What the task asks :: Take the line that contains "one at http://mozilla.org/MPL/2.0/." as the first line and the final line of the records as the last; return exactly those lines and the lines between.

Top of Information supplied

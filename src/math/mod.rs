// This Source Code Form is subject to the terms of the Mozilla Public
// License, v. 2.0. If a copy of the MPL was not distributed with this
// file, You can obtain one at http://mozilla.org/MPL/2.0/.

//! Some helper mathematics.


/// One-dimensional piecewise-linear interpolation of the samples `(xp, fp)`
/// at `x`.
///
/// `xp` must be strictly increasing and the same length as `fp`; neither may
/// be empty. Values of `x` below `xp[0]` get `fp[0]` and values above the last
/// `xp` get the last `fp`, i.e. the interpolant is flat outside the sampled
/// range. A NaN `x` gives NaN.
///
/// # Examples
///
/// `assert_abs_diff_eq!(interp(1.5, &[1.0, 2.0], &[10.0, 20.0]), 15.0);`
pub(crate) fn interp(x: f64, xp: &[f64], fp: &[f64]) -> f64 {
    debug_assert!(!xp.is_empty());
    debug_assert_eq!(xp.len(), fp.len());

    if x.is_nan() {
        return f64::NAN;
    }

    let last = xp.len() - 1;
    if x < xp[0] {
        return fp[0];
    }
    if x >= xp[last] {
        return fp[last];
    }

    // The index of the last sample not greater than `x`. The checks above
    // guarantee that `j + 1` is a valid index.
    let j = xp.partition_point(|&v| v <= x) - 1;
    if x == xp[j] {
        return fp[j];
    }
    let slope = (fp[j + 1] - fp[j]) / (xp[j + 1] - xp[j]);
    slope * (x - xp[j]) + fp[j]
}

Bottom of Information supplied

Response area ::
// file, You can obtain one at http://mozilla.org/MPL/2.0/.

//! Some helper mathematics.


/// One-dimensional piecewise-linear interpolation of the samples `(xp, fp)`
/// at `x`.
///
/// `xp` must be strictly increasing and the same length as `fp`; neither may
/// be empty. Values of `x` below `xp[0]` get `fp[0]` and values above the last
/// `xp` get the last `fp`, i.e. the interpolant is flat outside the sampled
/// range. A NaN `x` gives NaN.
///
/// # Examples
///
/// `assert_abs_diff_eq!(interp(1.5, &[1.0, 2.0], &[10.0, 20.0]), 15.0);`
pub(crate) fn interp(x: f64, xp: &[f64], fp: &[f64]) -> f64 {
    debug_assert!(!xp.is_empty());
    debug_assert_eq!(xp.len(), fp.len());

    if x.is_nan() {
        return f64::NAN;
    }

    let last = xp.len() - 1;
    if x < xp[0] {
        return fp[0];
    }
    if x >= xp[last] {
        return fp[last];
    }

    // The index of the last sample not greater than `x`. The checks above
    // guarantee that `j + 1` is a valid index.
    let j = xp.partition_point(|&v| v <= x) - 1;
    if x == xp[j] {
        return fp[j];
    }
    let slope = (fp[j + 1] - fp[j]) / (xp[j + 1] - xp[j]);
    slope * (x - xp[j]) + fp[j]
}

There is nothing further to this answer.